§ **INSTRUCTIONS FOR THE TASK**:
Scan the data. Collect each line that contains the word "PresenceChannel".

§ **Items from a data source**:
== Segment start ==

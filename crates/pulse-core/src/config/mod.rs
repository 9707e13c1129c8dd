//! Application configuration schemas.
//!
//! All configuration structs are deserialized via the `config` crate from
//! layered TOML files and `PULSE__*` environment variables. Each sub-module
//! represents a logical configuration section, and every field has a
//! default so an empty configuration is valid.

pub mod logging;
pub mod notifications;
pub mod presence;
pub mod retry;
pub mod worker;

use serde::{Deserialize, Serialize};

pub use self::logging::LoggingConfig;
pub use self::notifications::NotificationsConfig;
pub use self::presence::PresenceConfig;
pub use self::retry::RetryConfig;
pub use self::worker::WorkerConfig;

use crate::error::AppError;

/// Root application configuration.
#[derive(Debug, Clone, Default, Serialize, Deserialize)]
pub struct AppConfig {
    /// Presence channel settings.
    #[serde(default)]
    pub presence: PresenceConfig,
    /// Notification gateway settings.
    #[serde(default)]
    pub notifications: NotificationsConfig,
    /// Background worker settings.
    #[serde(default)]
    pub worker: WorkerConfig,
    /// Logging settings.
    #[serde(default)]
    pub logging: LoggingConfig,
}

impl AppConfig {
    /// Load configuration from TOML files.
    ///
    /// Merges `config/default` with the `config/{env}` overlay and
    /// environment variables prefixed with `PULSE__`.
    pub fn load(env: &str) -> Result<Self, AppError> {
        let config = config::Config::builder()
            .add_source(config::File::with_name("config/default").required(false))
            .add_source(config::File::with_name(&format!("config/{env}")).required(false))
            .add_source(
                config::Environment::with_prefix("PULSE")
                    .prefix_separator("__")
                    .separator("__")
                    .try_parsing(true),
            )
            .build()
            .map_err(|e| AppError::configuration(format!("Failed to build config: {e}")))?;

        config
            .try_deserialize()
            .map_err(|e| AppError::configuration(format!("Failed to deserialize config: {e}")))
    }

    /// Parse configuration from an inline TOML document.
    pub fn from_toml(source: &str) -> Result<Self, AppError> {
        let config = config::Config::builder()
            .add_source(config::File::from_str(source, config::FileFormat::Toml))
            .build()?;
        Ok(config.try_deserialize()?)
    }
}

#[cfg(test)]
mod tests {
    use super::*;

    #[test]
    fn test_empty_config_uses_defaults() {
        let config = AppConfig::from_toml("").expect("empty config");
        assert_eq!(config.presence.key_prefix, "status");
        assert_eq!(config.notifications.event_name, "notification:received");
        assert_eq!(config.notifications.prompt_delay_ms, 3000);
        assert_eq!(config.worker.default_icon, "/logo192.png");
        assert_eq!(config.logging.level, "info");
    }

    #[test]
    fn test_partial_sections_override() {
        let config = AppConfig::from_toml(
            r#"
            [presence]
            key_prefix = "presence"

            [presence.resubscribe]
            max_attempts = 2

            [notifications]
            backend_url = "https://api.example.test/push-tokens"
            token_refresh_interval_seconds = 0
            "#,
        )
        .expect("config");

        assert_eq!(config.presence.key_prefix, "presence");
        assert_eq!(config.presence.resubscribe.max_attempts, 2);
        assert_eq!(config.presence.resubscribe.base_delay_ms, 500);
        assert_eq!(
            config.notifications.backend_url.as_deref(),
            Some("https://api.example.test/push-tokens")
        );
        assert_eq!(config.notifications.token_refresh_interval_seconds, 0);
        assert_eq!(config.notifications.token_retry.max_attempts, 5);
    }
}
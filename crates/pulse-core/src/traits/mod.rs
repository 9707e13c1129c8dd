//! Collaborator traits defined in `pulse-core` and implemented by the
//! transports that reach the remote store, the push service, the
//! application backend, and the system notification surface.

pub mod presence_store;
pub mod push;
pub mod renderer;

pub use presence_store::{ListenerId, PresenceStore, RemoteListener};
pub use push::{PushService, TokenBackend};
pub use renderer::{NotificationRenderer, RenderOptions};
//! Capped exponential backoff for background retries.

use std::future::Future;
use std::time::Duration;

use tokio::time::sleep;
use tokio_util::sync::CancellationToken;

use pulse_core::config::RetryConfig;
use pulse_core::error::AppError;

/// Backoff schedule derived from a [`RetryConfig`].
#[derive(Debug, Clone)]
pub struct Backoff {
    base: Duration,
    max: Duration,
    max_attempts: u32,
}

impl Backoff {
    /// Build a schedule from configuration.
    pub fn from_config(config: &RetryConfig) -> Self {
        Self {
            base: config.base_delay(),
            max: config.max_delay(),
            max_attempts: config.max_attempts.max(1),
        }
    }

    /// Delay to wait after the given failed attempt (1-based).
    pub fn delay_after(&self, attempt: u32) -> Duration {
        let exp = attempt.saturating_sub(1).min(20);
        self.base.saturating_mul(1u32 << exp).min(self.max)
    }

    /// Maximum number of attempts.
    pub fn max_attempts(&self) -> u32 {
        self.max_attempts
    }
}

/// Outcome of a retried operation.
#[derive(Debug)]
pub enum RetryOutcome<T> {
    /// The operation succeeded on the given attempt.
    Succeeded { value: T, attempts: u32 },
    /// Every attempt failed; carries the last error.
    Exhausted { last_error: AppError, attempts: u32 },
    /// A non-transient error stopped the retries.
    Aborted { error: AppError, attempts: u32 },
    /// The cancellation token fired while waiting.
    Cancelled,
}

/// Run `op` until it succeeds, fails permanently, runs out of attempts, or
/// `cancel` fires. Only errors for which [`AppError::is_transient`] holds are
/// retried.
pub async fn retry_with_backoff<F, Fut, T>(
    backoff: &Backoff,
    cancel: &CancellationToken,
    mut op: F,
) -> RetryOutcome<T>
where
    F: FnMut(u32) -> Fut,
    Fut: Future<Output = Result<T, AppError>>,
{
    let mut attempt = 0u32;
    loop {
        attempt += 1;
        let result = tokio::select! {
            biased;
            _ = cancel.cancelled() => return RetryOutcome::Cancelled,
            result = op(attempt) => result,
        };

        match result {
            Ok(value) => {
                return RetryOutcome::Succeeded {
                    value,
                    attempts: attempt,
                };
            }
            Err(error) if !error.is_transient() => {
                return RetryOutcome::Aborted {
                    error,
                    attempts: attempt,
                };
            }
            Err(error) if attempt >= backoff.max_attempts() => {
                return RetryOutcome::Exhausted {
                    last_error: error,
                    attempts: attempt,
                };
            }
            Err(error) => {
                let delay = backoff.delay_after(attempt);
                tracing::debug!(
                    "Attempt {}/{} failed ({}), retrying in {:?}",
                    attempt,
                    backoff.max_attempts(),
                    error,
                    delay
                );
                tokio::select! {
                    biased;
                    _ = cancel.cancelled() => return RetryOutcome::Cancelled,
                    _ = sleep(delay) => {}
                }
            }
        }
    }
}

#[cfg(test)]
mod tests {
    use super::*;
    use std::sync::Arc;
    use std::sync::atomic::{AtomicU32, Ordering};

    fn backoff(max_attempts: u32) -> Backoff {
        Backoff::from_config(&RetryConfig::new(max_attempts, 100, 1_000))
    }

    #[test]
    fn test_delay_doubles_and_caps() {
        let b = backoff(10);
        assert_eq!(b.delay_after(1), Duration::from_millis(100));
        assert_eq!(b.delay_after(2), Duration::from_millis(200));
        assert_eq!(b.delay_after(4), Duration::from_millis(800));
        assert_eq!(b.delay_after(5), Duration::from_millis(1_000));
        assert_eq!(b.delay_after(40), Duration::from_millis(1_000));
    }

    #[tokio::test(start_paused = true)]
    async fn test_succeeds_after_transient_failures() {
        let calls = Arc::new(AtomicU32::new(0));
        let counter = calls.clone();
        let outcome = retry_with_backoff(&backoff(5), &CancellationToken::new(), |_| {
            let counter = counter.clone();
            async move {
                if counter.fetch_add(1, Ordering::SeqCst) < 2 {
                    Err(AppError::service_unavailable("busy"))
                } else {
                    Ok("token")
                }
            }
        })
        .await;

        match outcome {
            RetryOutcome::Succeeded { value, attempts } => {
                assert_eq!(value, "token");
                assert_eq!(attempts, 3);
            }
            other => panic!("unexpected outcome: {other:?}"),
        }
    }

    #[tokio::test(start_paused = true)]
    async fn test_exhausts_attempts() {
        let outcome: RetryOutcome<()> =
            retry_with_backoff(&backoff(3), &CancellationToken::new(), |_| async {
                Err(AppError::service_unavailable("down"))
            })
            .await;
        assert!(matches!(outcome, RetryOutcome::Exhausted { attempts: 3, .. }));
    }

    #[tokio::test]
    async fn test_permanent_error_aborts() {
        let outcome: RetryOutcome<()> =
            retry_with_backoff(&backoff(3), &CancellationToken::new(), |_| async {
                Err(AppError::permission_denied("revoked"))
            })
            .await;
        assert!(matches!(outcome, RetryOutcome::Aborted { attempts: 1, .. }));
    }

    #[tokio::test]
    async fn test_cancelled_before_start() {
        let cancel = CancellationToken::new();
        cancel.cancel();
        let outcome: RetryOutcome<()> = retry_with_backoff(&backoff(3), &cancel, |_| async {
            Err(AppError::service_unavailable("down"))
        })
        .await;
        assert!(matches!(outcome, RetryOutcome::Cancelled));
    }
}
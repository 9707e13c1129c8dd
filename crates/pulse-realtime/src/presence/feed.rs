//! Per-user snapshot feed shared by the channel and its listener task.
//!
//! All transitions go through one lock so that a release racing with an
//! update can never deliver that update after the release.

use std::sync::Mutex;

use tokio::sync::watch;

use pulse_core::traits::{ListenerId, PresenceStore};
use pulse_core::types::{PresenceRecord, UserId};

#[derive(Debug)]
struct FeedState {
    /// `None` once the feed is closed.
    sender: Option<watch::Sender<PresenceRecord>>,
    /// Remote listener currently feeding this user.
    listener: Option<ListenerId>,
}

/// Latest snapshot for one tracked user.
#[derive(Debug)]
pub struct PresenceFeed {
    user_id: UserId,
    state: Mutex<FeedState>,
}

impl PresenceFeed {
    /// Create a feed starting at the offline reset state.
    pub fn new(user_id: UserId) -> (Self, watch::Receiver<PresenceRecord>) {
        let (sender, receiver) = watch::channel(PresenceRecord::offline(user_id.clone()));
        let feed = Self {
            user_id,
            state: Mutex::new(FeedState {
                sender: Some(sender),
                listener: None,
            }),
        };
        (feed, receiver)
    }

    /// The user this feed describes.
    pub fn user_id(&self) -> &UserId {
        &self.user_id
    }

    /// A new receiver, or `None` when the feed is closed.
    pub fn subscribe(&self) -> Option<watch::Receiver<PresenceRecord>> {
        self.lock().sender.as_ref().map(watch::Sender::subscribe)
    }

    /// Whether the feed still delivers snapshots.
    pub fn is_open(&self) -> bool {
        self.lock().sender.is_some()
    }

    /// Latest snapshot.
    pub fn current(&self) -> PresenceRecord {
        match &self.lock().sender {
            Some(sender) => sender.borrow().clone(),
            None => PresenceRecord::offline(self.user_id.clone()),
        }
    }

    /// Replace the snapshot. Receivers are notified only when it changed.
    /// Returns `false` once the feed is closed.
    pub fn publish(&self, record: PresenceRecord) -> bool {
        let state = self.lock();
        let Some(sender) = &state.sender else {
            return false;
        };
        sender.send_if_modified(|current| {
            if *current == record {
                false
            } else {
                *current = record;
                true
            }
        });
        true
    }

    /// Record the listener now feeding this user. If the feed was closed in
    /// the meantime the listener is released immediately and `false` is
    /// returned.
    pub fn attach(&self, store: &dyn PresenceStore, id: ListenerId) -> bool {
        let mut state = self.lock();
        if state.sender.is_none() {
            store.unsubscribe(id);
            return false;
        }
        state.listener = Some(id);
        true
    }

    /// Forget a listener the remote side already dropped.
    pub fn detach(&self) -> Option<ListenerId> {
        self.lock().listener.take()
    }

    /// Release the listener, reset the snapshot to offline, and close the
    /// feed. Receivers observe the reset and then the end of the stream.
    /// Closing an already closed feed does nothing.
    pub fn close(&self, store: &dyn PresenceStore) -> bool {
        let mut state = self.lock();
        let Some(sender) = state.sender.take() else {
            return false;
        };
        if let Some(id) = state.listener.take() {
            store.unsubscribe(id);
        }
        sender.send_if_modified(|current| {
            if current.is_reset() {
                false
            } else {
                *current = PresenceRecord::offline(self.user_id.clone());
                true
            }
        });
        true
    }

    fn lock(&self) -> std::sync::MutexGuard<'_, FeedState> {
        self.state.lock().unwrap_or_else(|e| e.into_inner())
    }
}
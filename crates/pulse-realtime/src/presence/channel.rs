//! Presence channel: one live remote subscription per tracked user.
//!
//! `track` opens the listener (or reuses the open one) and hands out a
//! [`PresenceStream`]; a background task decodes remote values into the
//! user's [`PresenceFeed`]. `untrack` releases the listener synchronously,
//! resets the snapshot to offline, and ends every stream for that user.
//!
//! When the remote side drops a listener on its own, the snapshot falls back
//! to offline and the task reopens it with capped exponential backoff. If all
//! attempts fail the feed closes; the next `track` call starts over.

use std::collections::HashMap;
use std::sync::Arc;

use serde_json::Value;
use tokio::sync::{Mutex, mpsc};
use tokio::task::JoinHandle;
use tokio_util::sync::CancellationToken;

use pulse_core::config::PresenceConfig;
use pulse_core::result::AppResult;
use pulse_core::traits::PresenceStore;
use pulse_core::types::{PresenceRecord, UserId};

use super::decode::decode_record;
use super::feed::PresenceFeed;
use super::stream::PresenceStream;
use crate::retry::{Backoff, RetryOutcome, retry_with_backoff};

/// State kept for one tracked user.
#[derive(Debug)]
struct TrackedUser {
    feed: Arc<PresenceFeed>,
    cancel: CancellationToken,
    task: JoinHandle<()>,
}

impl TrackedUser {
    fn release(self, store: &dyn PresenceStore) {
        self.cancel.cancel();
        self.feed.close(store);
        self.task.abort();
    }
}

/// Tracks presence for any number of users.
#[derive(Debug)]
pub struct PresenceChannel {
    /// Remote presence store.
    store: Arc<dyn PresenceStore>,
    /// User ID → tracking state.
    tracked: Mutex<HashMap<UserId, TrackedUser>>,
    /// Configuration.
    config: PresenceConfig,
}

impl PresenceChannel {
    /// Create a channel over `store`.
    pub fn new(store: Arc<dyn PresenceStore>, config: PresenceConfig) -> Self {
        Self {
            store,
            tracked: Mutex::new(HashMap::new()),
            config,
        }
    }

    /// Start (or join) tracking `user_id`.
    ///
    /// Fails only with `InvalidArgument` for an empty or malformed id. If the
    /// remote listener cannot be opened the failure is logged and the
    /// returned stream is offline and already ended; calling `track` again
    /// retries.
    pub async fn track(&self, user_id: &str) -> AppResult<PresenceStream> {
        let user_id = UserId::parse(user_id)?;
        let mut tracked = self.tracked.lock().await;
        self.sweep_closed(&mut tracked);

        if let Some(existing) = tracked.get(&user_id) {
            if let Some(receiver) = existing.feed.subscribe() {
                tracing::debug!("Reusing presence subscription for '{}'", user_id);
                return Ok(PresenceStream::new(user_id, receiver));
            }
        }

        let key = self.config.key_for(user_id.as_str());
        let listener = match self.store.subscribe(&key).await {
            Ok(listener) => listener,
            Err(e) => {
                tracing::warn!(
                    "Presence subscription for '{}' failed, reporting offline: {}",
                    user_id,
                    e
                );
                return Ok(PresenceStream::ended(user_id));
            }
        };

        let (feed, receiver) = PresenceFeed::new(user_id.clone());
        let feed = Arc::new(feed);
        feed.attach(self.store.as_ref(), listener.id);

        let cancel = CancellationToken::new();
        let task = tokio::spawn(run_listener(
            Arc::clone(&self.store),
            Arc::clone(&feed),
            key,
            listener.updates,
            Backoff::from_config(&self.config.resubscribe),
            cancel.clone(),
        ));

        tracing::info!("Tracking presence for '{}'", user_id);
        tracked.insert(user_id.clone(), TrackedUser { feed, cancel, task });

        Ok(PresenceStream::new(user_id, receiver))
    }

    /// Stop tracking `user_id`.
    ///
    /// Returns whether a subscription was released. Untracking a user that
    /// is not tracked is a no-op.
    pub async fn untrack(&self, user_id: &str) -> AppResult<bool> {
        let user_id = UserId::parse(user_id)?;
        let removed = self.tracked.lock().await.remove(&user_id);
        match removed {
            Some(entry) => {
                entry.release(self.store.as_ref());
                tracing::info!("Stopped tracking presence for '{}'", user_id);
                Ok(true)
            }
            None => Ok(false),
        }
    }

    /// Stop tracking every user.
    pub async fn untrack_all(&self) -> usize {
        let drained: Vec<_> = self.tracked.lock().await.drain().collect();
        let count = drained.len();
        for (_, entry) in drained {
            entry.release(self.store.as_ref());
        }
        if count > 0 {
            tracing::info!("Stopped tracking presence for {} user(s)", count);
        }
        count
    }

    /// Latest snapshot for `user_id`, or the offline reset state if the user
    /// is not tracked.
    pub async fn snapshot(&self, user_id: &str) -> AppResult<PresenceRecord> {
        let user_id = UserId::parse(user_id)?;
        let tracked = self.tracked.lock().await;
        Ok(match tracked.get(&user_id) {
            Some(entry) => entry.feed.current(),
            None => PresenceRecord::offline(user_id),
        })
    }

    /// Whether `user_id` has an open subscription.
    pub async fn is_tracked(&self, user_id: &str) -> bool {
        let Ok(user_id) = UserId::parse(user_id) else {
            return false;
        };
        self.tracked
            .lock()
            .await
            .get(&user_id)
            .is_some_and(|entry| entry.feed.is_open())
    }

    /// Number of users with an open subscription.
    pub async fn tracked_count(&self) -> usize {
        let mut tracked = self.tracked.lock().await;
        self.sweep_closed(&mut tracked);
        tracked.len()
    }

    /// Drop entries whose feed was closed by an exhausted resubscribe.
    fn sweep_closed(&self, tracked: &mut HashMap<UserId, TrackedUser>) {
        let closed: Vec<UserId> = tracked
            .iter()
            .filter(|(_, entry)| !entry.feed.is_open())
            .map(|(user_id, _)| user_id.clone())
            .collect();
        for user_id in closed {
            if let Some(entry) = tracked.remove(&user_id) {
                entry.release(self.store.as_ref());
                tracing::debug!("Dropped closed presence feed for '{}'", user_id);
            }
        }
    }
}

impl Drop for PresenceChannel {
    fn drop(&mut self) {
        for (_, entry) in self.tracked.get_mut().drain() {
            entry.release(self.store.as_ref());
        }
    }
}

/// Feed remote values into `feed` until cancelled, reopening the listener
/// when the remote side drops it.
async fn run_listener(
    store: Arc<dyn PresenceStore>,
    feed: Arc<PresenceFeed>,
    key: String,
    mut updates: mpsc::UnboundedReceiver<Option<Value>>,
    backoff: Backoff,
    cancel: CancellationToken,
) {
    let user_id = feed.user_id().clone();

    loop {
        loop {
            let update = tokio::select! {
                biased;
                _ = cancel.cancelled() => return,
                update = updates.recv() => update,
            };
            let Some(value) = update else { break };
            if !feed.publish(decode_record(&user_id, value.as_ref())) {
                return;
            }
        }

        feed.detach();
        if !feed.publish(PresenceRecord::offline(user_id.clone())) {
            return;
        }
        tracing::warn!("Presence listener for '{}' dropped, resubscribing", user_id);

        let store_ref = store.as_ref();
        let key_ref = key.as_str();
        match retry_with_backoff(&backoff, &cancel, |_| store_ref.subscribe(key_ref)).await {
            RetryOutcome::Succeeded { value, attempts } => {
                if !feed.attach(store_ref, value.id) {
                    return;
                }
                tracing::info!(
                    "Presence listener for '{}' reopened after {} attempt(s)",
                    user_id,
                    attempts
                );
                updates = value.updates;
            }
            RetryOutcome::Exhausted {
                last_error,
                attempts,
            } => {
                tracing::error!(
                    "Giving up on presence for '{}' after {} attempt(s): {}",
                    user_id,
                    attempts,
                    last_error
                );
                feed.close(store_ref);
                return;
            }
            RetryOutcome::Aborted { error, .. } => {
                tracing::error!("Presence for '{}' cannot be reopened: {}", user_id, error);
                feed.close(store_ref);
                return;
            }
            RetryOutcome::Cancelled => return,
        }
    }
}
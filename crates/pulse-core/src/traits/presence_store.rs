//! Remote presence store trait.

use async_trait::async_trait;
use serde_json::Value;
use tokio::sync::mpsc;

use crate::result::AppResult;

/// Identifier of one open remote listener.
#[derive(Debug, Clone, Copy, PartialEq, Eq, Hash)]
pub struct ListenerId(pub u64);

/// A live listener on one remote key.
///
/// Each item on `updates` is the current remote value: `Some(value)` when
/// the key exists, `None` when it was deleted. The channel closes when the
/// remote side drops the listener.
#[derive(Debug)]
pub struct RemoteListener {
    /// Handle used to release the listener.
    pub id: ListenerId,
    /// Remote values in the store's chronological order.
    pub updates: mpsc::UnboundedReceiver<Option<Value>>,
}

/// Read-only subscription access to the remote presence store.
///
/// The store is keyed by `status/{user_id}`; writes are done elsewhere by
/// the heartbeat mechanism.
#[async_trait]
pub trait PresenceStore: Send + Sync + std::fmt::Debug + 'static {
    /// Open a listener on `key`. Fails with `SubscriptionFailure` when the
    /// remote channel cannot be opened.
    async fn subscribe(&self, key: &str) -> AppResult<RemoteListener>;

    /// Release a listener. Releasing an unknown listener is a no-op.
    fn unsubscribe(&self, id: ListenerId);
}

== Segment end ==

§ **RESULT OF THE TASK**:
pub struct PresenceChannel {
impl PresenceChannel {
impl Drop for PresenceChannel {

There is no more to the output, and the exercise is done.